Although the events of Margaret and Thecla’s stories mirror each other in important ways, I think it is equally important to note the ways in which they diverge, most notably in their positioning of the protagonist in relation to other women. In Margaret’s story, a self-baptism becomes a sign of singularity in opposition to the inherent weakness of women; in Thecla’s, it is facilitated by, commented on, and opposed by a host of other women who are powerful agents in their own right, for good or for evil. 

 

Works Cited 

“The Acts of Paul.” The Apocryphal New Testament: A Collection of Apocryphal Christian  Literature in an English Translation. Ed. Elliott, J. K.: Oxford University Press, 1991. Oxford Scholarship Online. https://oxford-universitypressscholarship-com.proxy.uchicago.edu/view/10.1093/0198261829.001.0001/acprof-9780198261827-chapter-23

Gregory, Megan. “Exposing a Transcorporeal Landscape in the Lives of St. Margaret of Antioch.” Magistra, vol. 21, no. 2, Wint 2015, pp. 92–111. proxy.uchicago.edu/login?url=https://search.ebscohost.com/login.aspx?direct=true&db=lsdar&AN=ATLAn3838837&site=eds-live&scope=site 

Grogan, Marie Schilling. “Baptisms by Blood, Fire, and Water A Typological Rereading of the Passio S. Margaretae” Traditio, vol. 72, Cambridge University Press, 2017, pp. 377–409, www.jstor.org/stable/26421465 

 

Other Interesting Reading about Margaret:

Dresvina, Juliana. A Maid with a Dragon: The Cult of St Margaret of Antioch in Medieval England. First edition. Oxford University Press, 2016.
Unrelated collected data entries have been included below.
// Analytics service - Use case for building a vehicle report
use crate::application::aggregator;
use crate::application::cleaner;
use crate::application::fce_segmenter;
use crate::application::insights::{self, NarrativeInputs};
use crate::application::vehicle_repository::{FetchError, VehicleDataSource};
use crate::domain::daily::DailyBucket;
use crate::domain::error::{AnalyticsError, Stage};
use crate::domain::fce::FceDay;
use crate::domain::insight::{InsightOutcome, InsightSummary};
use crate::domain::manufacturer::Manufacturer;
use crate::domain::report::VehicleReport;
use crate::domain::sample::{CleanedSample, ObservedRange};
use crate::infrastructure::config::AnalysisSettings;
use chrono::NaiveDateTime;
use std::sync::Arc;

#[derive(Clone)]
pub struct AnalyticsService {
    source: Arc<dyn VehicleDataSource>,
    settings: AnalysisSettings,
}

impl AnalyticsService {
    pub fn new(source: Arc<dyn VehicleDataSource>, settings: AnalysisSettings) -> Self {
        Self { source, settings }
    }

    pub async fn analyze(
        &self,
        manufacturer: Manufacturer,
        vehicle_id: &str,
        start: NaiveDateTime,
        end: NaiveDateTime,
    ) -> Result<VehicleReport, AnalyticsError> {
        let raw = match self.source.fetch(manufacturer, vehicle_id, start, end).await {
            Ok(rows) => rows,
            Err(FetchError::DataUnavailable { .. }) => {
                return Err(AnalyticsError::no_data(Stage::Fetch));
            }
            Err(FetchError::Upstream(e)) => {
                tracing::error!("Fetch failed for {} {}: {:#}", manufacturer, vehicle_id, e);
                return Err(AnalyticsError::UpstreamFetch(e));
            }
        };

        let observed_range =
            ObservedRange::of(&raw).ok_or(AnalyticsError::no_data(Stage::Fetch))?;
        tracing::debug!(
            "Fetched {} samples for {} {} ({})",
            raw.len(),
            manufacturer,
            vehicle_id,
            observed_range.label()
        );

        let windowed = cleaner::restrict_to_window(raw, start, end);
        if windowed.is_empty() {
            return Err(AnalyticsError::no_data(Stage::Window));
        }

        let series = cleaner::clean(&windowed);
        if series.is_empty() {
            return Err(AnalyticsError::no_data(Stage::Cleaning));
        }

        let daily = aggregator::aggregate_daily(&series);
        let average_daily_distance = aggregator::average_daily_distance(&daily).unwrap_or_default();
        let utilization = aggregator::daily_utilization(
            &series,
            self.settings.short_window,
            self.settings.long_window,
        );

        let fce_days = fce_segmenter::fce_per_day(&series);
        let fce_segments = fce_segmenter::segment_cycles(&fce_days, self.settings.cycle_epsilon);

        let parked_charging = insights::parked_charging(&series);
        let insights = self.generate_insights(&series, &daily, &fce_days);

        tracing::info!(
            "Analyzed {} {}: {} samples over {} days, {} FCE segments",
            manufacturer,
            vehicle_id,
            series.len(),
            daily.len(),
            fce_segments.len()
        );

        Ok(VehicleReport {
            manufacturer,
            vehicle_id: vehicle_id.to_string(),
            window_start: start,
            window_end: end,
            observed_range,
            samples: series,
            daily,
            average_daily_distance,
            utilization,
            fce_days,
            fce_segments,
            parked_charging,
            insights,
        })
    }

    fn generate_insights(
        &self,
        series: &[CleanedSample],
        daily: &[DailyBucket],
        fce_days: &[FceDay],
    ) -> InsightOutcome {
        let inputs = NarrativeInputs {
            daily_distance: daily.iter().map(|d| (d.date, d.distance_km)).collect(),
            net_soc_change: aggregator::daily_net_soc_change(series),
            idle_minutes: aggregator::daily_idle_minutes(series),
        };

        Self::resolve_insights(daily, fce_days, &inputs, &self.settings)
    }

    /// Summary then narrative. A failed summary fails the whole insight
    /// stage; a failed narrative keeps the summary.
    fn resolve_insights(
        daily: &[DailyBucket],
        fce_days: &[FceDay],
        inputs: &NarrativeInputs,
        settings: &AnalysisSettings,
    ) -> InsightOutcome {
        let summary =
            match insights::compute_summary(daily, fce_days, &inputs.idle_minutes, settings) {
                Ok(summary) => summary,
                Err(e) => {
                    tracing::warn!("{}", e);
                    return InsightOutcome::Failed {
                        message: e.to_string(),
                    };
                }
            };

        match insights::generate_narrative(&summary, inputs, settings) {
            Ok(narrative) => InsightOutcome::Complete(InsightSummary { narrative, ..summary }),
            Err(e) => {
                tracing::warn!("{}", e);
                InsightOutcome::NarrativeFailed {
                    summary,
                    message: e.to_string(),
                }
            }
        }
    }
}
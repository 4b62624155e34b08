// Infrastructure layer - External dependencies and adapters
pub mod config;
pub mod http_response;
pub mod influx_repository;
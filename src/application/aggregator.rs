// Daily aggregation - distance, charging, running hours and utilisation trends
use crate::domain::daily::{DailyBucket, RunningHours, UtilizationPoint};
use crate::domain::sample::CleanedSample;
use chrono::{NaiveDate, NaiveDateTime, Timelike};
use std::collections::BTreeMap;

/// Hours `[DAYTIME_START_HOUR, 24)` count as daytime, the rest as nighttime.
pub const DAYTIME_START_HOUR: u32 = 12;

#[derive(Default)]
struct DayAccumulator {
    distance_km: f64,
    charging_amount: f64,
    charging_events: u32,
    daytime_minutes: u32,
    nighttime_minutes: u32,
    first_on: Option<NaiveDateTime>,
    last_on: Option<NaiveDateTime>,
}

impl DayAccumulator {
    fn add(&mut self, sample: &CleanedSample) {
        self.distance_km += sample.distance_covered;

        if sample.soc_diff > 0.0 {
            self.charging_amount += sample.soc_diff;
            self.charging_events += 1;
        }

        if sample.sample.key_on {
            let at = sample.sample.recorded_at;
            if at.hour() >= DAYTIME_START_HOUR {
                self.daytime_minutes += 1;
            } else {
                self.nighttime_minutes += 1;
            }
            self.first_on = Some(self.first_on.map_or(at, |t| t.min(at)));
            self.last_on = Some(self.last_on.map_or(at, |t| t.max(at)));
        }
    }

    fn finish(self, date: NaiveDate) -> DailyBucket {
        let running = match (self.first_on, self.last_on) {
            (Some(first), Some(last)) => Some(RunningHours::new(
                self.daytime_minutes,
                self.nighttime_minutes,
                first,
                last,
            )),
            _ => None,
        };

        DailyBucket {
            date,
            distance_km: self.distance_km,
            charging_amount: self.charging_amount,
            charging_events: self.charging_events,
            running,
        }
    }
}

/// Bucket the cleaned series by calendar date, in date order.
pub fn aggregate_daily(series: &[CleanedSample]) -> Vec<DailyBucket> {
    let mut days: BTreeMap<NaiveDate, DayAccumulator> = BTreeMap::new();
    for sample in series {
        days.entry(sample.date()).or_default().add(sample);
    }

    days.into_iter()
        .map(|(date, acc)| acc.finish(date))
        .collect()
}

/// Mean of the daily distances, `None` for an empty slice.
pub fn average_daily_distance(daily: &[DailyBucket]) -> Option<f64> {
    if daily.is_empty() {
        return None;
    }
    Some(daily.iter().map(|d| d.distance_km).sum::<f64>() / daily.len() as f64)
}

/// Trailing simple moving average; positions before the first full window
/// have no value.
pub fn moving_average(values: &[f64], window: usize) -> Vec<Option<f64>> {
    if window == 0 {
        return vec![None; values.len()];
    }

    let mut averages = Vec::with_capacity(values.len());
    let mut sum = 0.0;
    for (i, value) in values.iter().enumerate() {
        sum += value;
        if i >= window {
            sum -= values[i - window];
        }
        if i + 1 >= window {
            averages.push(Some(sum / window as f64));
        } else {
            averages.push(None);
        }
    }
    averages
}

/// Day-over-day difference of each day's maximum odometer, with trailing
/// averages over `short_window` and `long_window` days.
pub fn daily_utilization(
    series: &[CleanedSample],
    short_window: usize,
    long_window: usize,
) -> Vec<UtilizationPoint> {
    let mut max_odometer: BTreeMap<NaiveDate, f64> = BTreeMap::new();
    for sample in series {
        let entry = max_odometer
            .entry(sample.date())
            .or_insert(sample.sample.odometer);
        *entry = entry.max(sample.sample.odometer);
    }

    let dates: Vec<NaiveDate> = max_odometer.keys().copied().collect();
    let maxima: Vec<f64> = max_odometer.into_values().collect();
    let utilization: Vec<f64> = maxima
        .iter()
        .enumerate()
        .map(|(i, max)| if i == 0 { 0.0 } else { max - maxima[i - 1] })
        .collect();

    let short = moving_average(&utilization, short_window);
    let long = moving_average(&utilization, long_window);

    dates
        .into_iter()
        .enumerate()
        .map(|(i, date)| UtilizationPoint {
            date,
            utilization_km: utilization[i],
            short_average: short[i],
            long_average: long[i],
        })
        .collect()
}

/// Net SOC change per day (sum of signed diffs).
pub fn daily_net_soc_change(series: &[CleanedSample]) -> BTreeMap<NaiveDate, f64> {
    let mut net = BTreeMap::new();
    for sample in series {
        *net.entry(sample.date()).or_insert(0.0) += sample.soc_diff;
    }
    net
}

/// Key-off sample count per day; days without any key-off sample are absent.
pub fn daily_idle_minutes(series: &[CleanedSample]) -> BTreeMap<NaiveDate, usize> {
    let mut idle = BTreeMap::new();
    for sample in series.iter().filter(|s| !s.sample.key_on) {
        *idle.entry(sample.date()).or_insert(0) += 1;
    }
    idle
}

#[cfg(test)]
mod tests {
    use super::*;
    use crate::application::cleaner::derive_deltas;
    use crate::domain::sample::Sample;
    use chrono::Duration;

    fn day(d: u32) -> NaiveDate {
        NaiveDate::from_ymd_opt(2024, 7, d).unwrap()
    }

    fn at(d: u32, h: u32, m: u32) -> NaiveDateTime {
        day(d).and_hms_opt(h, m, 0).unwrap()
    }

    #[test]
    fn test_distance_and_charging_per_day() {
        let series = derive_deltas(vec![
            Sample::new(at(1, 9, 0), 100.0, 60.0, true),
            Sample::new(at(1, 9, 1), 102.0, 58.0, true),
            Sample::new(at(1, 9, 2), 103.5, 61.0, false),
            Sample::new(at(1, 9, 3), 103.5, 64.0, false),
            Sample::new(at(2, 7, 0), 110.0, 64.0, true),
            Sample::new(at(2, 7, 1), 112.0, 50.0, true),
        ]);

        let daily = aggregate_daily(&series);

        assert_eq!(daily.len(), 2);
        assert_eq!(daily[0].date, day(1));
        assert_eq!(daily[0].distance_km, 3.5);
        assert_eq!(daily[0].charging_amount, 6.0);
        assert_eq!(daily[0].charging_events, 2);
        // the overnight gap counts towards the first sample of day 2
        assert_eq!(daily[1].distance_km, 8.5);
        assert_eq!(daily[1].charging_amount, 0.0);
        assert_eq!(daily[1].charging_events, 0);
    }

    #[test]
    fn test_day_night_split_covers_running_time() {
        let start = at(3, 8, 0);
        let samples: Vec<Sample> = (0..=720)
            .map(|m| Sample::new(start + Duration::minutes(m), 500.0, 70.0, true))
            .collect();

        let daily = aggregate_daily(&derive_deltas(samples));
        let running = daily[0].running.as_ref().unwrap();

        assert_eq!(running.nighttime_hours, 4.0);
        assert_eq!(running.daytime_hours, 481.0 / 60.0);
        let total = running.daytime_hours + running.nighttime_hours;
        assert!((total - 12.0).abs() <= 1.0 / 60.0 + 1e-12);
        assert_eq!(running.time_range, "08:00–20:00");
    }

    #[test]
    fn test_day_without_key_on_has_no_running_hours() {
        let series = derive_deltas(vec![
            Sample::new(at(4, 1, 0), 10.0, 40.0, false),
            Sample::new(at(4, 1, 1), 10.0, 41.0, false),
        ]);

        let daily = aggregate_daily(&series);
        assert!(daily[0].running.is_none());
    }

    #[test]
    fn test_moving_average_windows() {
        let values: Vec<f64> = (0..35).map(|i| i as f64).collect();

        let short = moving_average(&values, 7);
        let long = moving_average(&values, 30);

        assert!(short[..6].iter().all(Option::is_none));
        assert_eq!(short[6], Some(3.0));
        assert_eq!(short[34], Some(31.0));
        assert!(long[..29].iter().all(Option::is_none));
        assert_eq!(long[29], Some(14.5));
        assert_eq!(long[34], Some(19.5));
    }

    #[test]
    fn test_moving_average_zero_window() {
        assert_eq!(moving_average(&[1.0, 2.0], 0), vec![None, None]);
    }

    #[test]
    fn test_daily_utilization_uses_max_odometer() {
        let series = derive_deltas(vec![
            Sample::new(at(1, 10, 0), 100.0, 60.0, true),
            Sample::new(at(1, 18, 0), 130.0, 60.0, true),
            Sample::new(at(2, 10, 0), 131.0, 60.0, true),
            Sample::new(at(2, 18, 0), 175.0, 60.0, true),
            Sample::new(at(3, 18, 0), 180.0, 60.0, true),
        ]);

        let points = daily_utilization(&series, 2, 3);
        let utilization: Vec<f64> = points.iter().map(|p| p.utilization_km).collect();

        assert_eq!(utilization, vec![0.0, 45.0, 5.0]);
        assert_eq!(points[0].short_average, None);
        assert_eq!(points[1].short_average, Some(22.5));
        assert_eq!(points[2].long_average, Some(50.0 / 3.0));
    }

    #[test]
    fn test_idle_minutes_and_net_soc() {
        let series = derive_deltas(vec![
            Sample::new(at(1, 0, 0), 1.0, 50.0, false),
            Sample::new(at(1, 0, 1), 1.0, 55.0, false),
            Sample::new(at(1, 9, 0), 1.0, 52.0, true),
            Sample::new(at(2, 9, 0), 2.0, 40.0, true),
        ]);

        let idle = daily_idle_minutes(&series);
        assert_eq!(idle.get(&day(1)), Some(&2));
        assert_eq!(idle.get(&day(2)), None);

        let net = daily_net_soc_change(&series);
        assert_eq!(net[&day(1)], 2.0);
        assert_eq!(net[&day(2)], -12.0);
    }

    #[test]
    fn test_average_daily_distance() {
        assert_eq!(average_daily_distance(&[]), None);
    }
}
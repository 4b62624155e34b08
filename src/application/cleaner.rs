// Sample cleaning - window filtering, odometer outlier removal and per-sample deltas
use crate::domain::sample::{CleanedSample, Sample};
use chrono::NaiveDateTime;

/// Tukey fence multiplier applied to the odometer IQR.
pub const IQR_FENCE: f64 = 1.5;

/// Sort samples by time and keep those inside the half-open `[start, end)` window.
pub fn restrict_to_window(
    mut samples: Vec<Sample>,
    start: NaiveDateTime,
    end: NaiveDateTime,
) -> Vec<Sample> {
    samples.sort_by_key(|s| s.recorded_at);
    samples.retain(|s| s.recorded_at >= start && s.recorded_at < end);
    samples
}

/// Quantile of an ascending slice using linear interpolation between the
/// two nearest ranks.
fn quantile(sorted: &[f64], q: f64) -> Option<f64> {
    if sorted.is_empty() {
        return None;
    }

    let pos = q * (sorted.len() - 1) as f64;
    let lo = pos.floor() as usize;
    let hi = pos.ceil() as usize;
    let weight = pos - lo as f64;

    Some(sorted[lo] + (sorted[hi] - sorted[lo]) * weight)
}

/// Lower and upper odometer fences over the whole series.
pub fn odometer_bounds(samples: &[Sample]) -> Option<(f64, f64)> {
    let mut readings: Vec<f64> = samples
        .iter()
        .map(|s| s.odometer)
        .filter(|v| v.is_finite())
        .collect();
    readings.sort_by(|a, b| a.total_cmp(b));

    let q1 = quantile(&readings, 0.25)?;
    let q3 = quantile(&readings, 0.75)?;
    let iqr = q3 - q1;

    Some((q1 - IQR_FENCE * iqr, q3 + IQR_FENCE * iqr))
}

/// Drop samples whose odometer falls outside the IQR fences, preserving order.
pub fn remove_odometer_outliers(samples: &[Sample]) -> Vec<Sample> {
    let Some((lower, upper)) = odometer_bounds(samples) else {
        return Vec::new();
    };

    let kept: Vec<Sample> = samples
        .iter()
        .filter(|s| s.odometer >= lower && s.odometer <= upper)
        .cloned()
        .collect();

    tracing::debug!(
        "Odometer fences [{:.2}, {:.2}] kept {} of {} samples",
        lower,
        upper,
        kept.len(),
        samples.len()
    );

    kept
}

/// Attach distance and SOC deltas relative to the previous sample.
pub fn derive_deltas(samples: Vec<Sample>) -> Vec<CleanedSample> {
    let mut previous: Option<(f64, f64)> = None;

    samples
        .into_iter()
        .map(|sample| {
            let (distance_covered, soc_diff) = match previous {
                Some((odometer, soc)) => ((sample.odometer - odometer).max(0.0), sample.soc - soc),
                None => (0.0, 0.0),
            };
            previous = Some((sample.odometer, sample.soc));

            CleanedSample {
                sample,
                distance_covered,
                soc_diff,
            }
        })
        .collect()
}

/// Full cleaning stage: SOC range check, odometer outlier removal, then
/// delta derivation.
pub fn clean(samples: &[Sample]) -> Vec<CleanedSample> {
    let plausible: Vec<Sample> = samples
        .iter()
        .filter(|s| s.has_valid_soc())
        .cloned()
        .collect();
    if plausible.len() < samples.len() {
        tracing::warn!(
            "Dropped {} samples with SOC outside 0-100%",
            samples.len() - plausible.len()
        );
    }

    derive_deltas(remove_odometer_outliers(&plausible))
}

#[cfg(test)]
mod tests {
    use super::*;
    use chrono::{Duration, NaiveDate};

    fn base() -> NaiveDateTime {
        NaiveDate::from_ymd_opt(2024, 6, 1)
            .unwrap()
            .and_hms_opt(9, 0, 0)
            .unwrap()
    }

    fn series(odometers: &[f64]) -> Vec<Sample> {
        odometers
            .iter()
            .enumerate()
            .map(|(i, &odo)| Sample::new(base() + Duration::minutes(i as i64), odo, 80.0, true))
            .collect()
    }

    #[test]
    fn test_quantile_interpolates() {
        let sorted = [1.0, 2.0, 3.0, 4.0];
        assert_eq!(quantile(&sorted, 0.25), Some(1.75));
        assert_eq!(quantile(&sorted, 0.75), Some(3.25));
        assert_eq!(quantile(&[5.0], 0.75), Some(5.0));
        assert_eq!(quantile(&[], 0.5), None);
    }

    #[test]
    fn test_removes_single_spike_and_keeps_order() {
        let mut odometers: Vec<f64> = (0..10).map(|i| 1000.0 + i as f64).collect();
        odometers.insert(6, 10_050.0);
        let samples = series(&odometers);

        let kept = remove_odometer_outliers(&samples);

        assert_eq!(kept.len(), 10);
        assert!(kept.iter().all(|s| s.odometer < 2000.0));
        assert!(kept.windows(2).all(|w| w[0].recorded_at < w[1].recorded_at));
        let expected: Vec<f64> = (0..10).map(|i| 1000.0 + i as f64).collect();
        let actual: Vec<f64> = kept.iter().map(|s| s.odometer).collect();
        assert_eq!(actual, expected);
    }

    #[test]
    fn test_non_finite_odometer_is_dropped() {
        let samples = series(&[10.0, f64::NAN, 11.0, 12.0]);
        let kept = remove_odometer_outliers(&samples);
        assert_eq!(kept.len(), 3);
    }

    #[test]
    fn test_empty_input_yields_empty_output() {
        assert!(clean(&[]).is_empty());
    }

    #[test]
    fn test_distance_is_never_negative() {
        let cleaned = clean(&series(&[100.0, 101.0, 100.5, 102.0, 102.0]));

        let distances: Vec<f64> = cleaned.iter().map(|c| c.distance_covered).collect();
        assert_eq!(distances, vec![0.0, 1.0, 0.0, 1.5, 0.0]);
        assert!(distances.iter().all(|d| *d >= 0.0));
    }

    #[test]
    fn test_soc_diff_is_signed() {
        let samples = vec![
            Sample::new(base(), 10.0, 50.0, true),
            Sample::new(base() + Duration::minutes(1), 10.5, 48.0, true),
            Sample::new(base() + Duration::minutes(2), 10.5, 53.0, false),
        ];

        let cleaned = clean(&samples);
        let diffs: Vec<f64> = cleaned.iter().map(|c| c.soc_diff).collect();
        assert_eq!(diffs, vec![0.0, -2.0, 5.0]);
    }

    #[test]
    fn test_corrupt_soc_does_not_reach_cycle_segmentation() {
        use crate::application::fce_segmenter::{fce_per_day, segment_cycles};

        let samples = vec![
            Sample::new(base(), 10.0, 60.0, true),
            Sample::new(base() + Duration::minutes(1), 10.1, 1e7, true),
            Sample::new(base() + Duration::minutes(2), 10.2, f64::NAN, true),
            Sample::new(base() + Duration::minutes(3), 10.3, 59.0, true),
        ];

        let cleaned = clean(&samples);
        let socs: Vec<f64> = cleaned.iter().map(|c| c.sample.soc).collect();
        assert_eq!(socs, vec![60.0, 59.0]);
        assert_eq!(cleaned[1].soc_diff, -1.0);

        let segments = segment_cycles(&fce_per_day(&cleaned), 1e-9);
        assert_eq!(segments.len(), 1);
        assert!((segments[0].amount - 0.01).abs() < 1e-9);
    }

    #[test]
    fn test_restrict_to_window_sorts_and_filters() {
        let samples = vec![
            Sample::new(base() + Duration::days(3), 3.0, 50.0, true),
            Sample::new(base(), 1.0, 50.0, true),
            Sample::new(base() + Duration::days(1), 2.0, 50.0, true),
        ];

        let kept = restrict_to_window(samples, base(), base() + Duration::days(2));
        let odometers: Vec<f64> = kept.iter().map(|s| s.odometer).collect();
        assert_eq!(odometers, vec![1.0, 2.0]);
    }

    #[test]
    fn test_window_keeps_last_second_of_end_day() {
        let day = NaiveDate::from_ymd_opt(2024, 6, 1).unwrap();
        let next = NaiveDate::from_ymd_opt(2024, 6, 2).unwrap();
        let samples = vec![
            Sample::new(day.and_hms_milli_opt(23, 59, 59, 500).unwrap(), 1.0, 50.0, true),
            Sample::new(next.and_hms_opt(0, 0, 0).unwrap(), 2.0, 50.0, true),
            Sample::new(day.and_hms_opt(0, 0, 0).unwrap(), 0.0, 50.0, true),
        ];

        let kept = restrict_to_window(
            samples,
            day.and_hms_opt(0, 0, 0).unwrap(),
            next.and_hms_opt(0, 0, 0).unwrap(),
        );
        let odometers: Vec<f64> = kept.iter().map(|s| s.odometer).collect();
        assert_eq!(odometers, vec![0.0, 1.0]);
    }
}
Beresford, Andrew M. “Torture, Identity, and the Corporeality of Female Sanctity: The Body As Locus of Meaning in the Legend of St Margaret Of Antioch”. Medievalia, Vol. 18, no. 2, 1, pp. 179-10, https://raco.cat/index.php/Medievalia/article/view/308813.

One thought on “St. Margaret’s Self-Baptism & Forms of Female Power

  1. This is such a fascinating study of the origins of the detail about St. Margaret’s baptism and its particular relation to the life of St. Thecla. I learned so much from reading this. Thank you!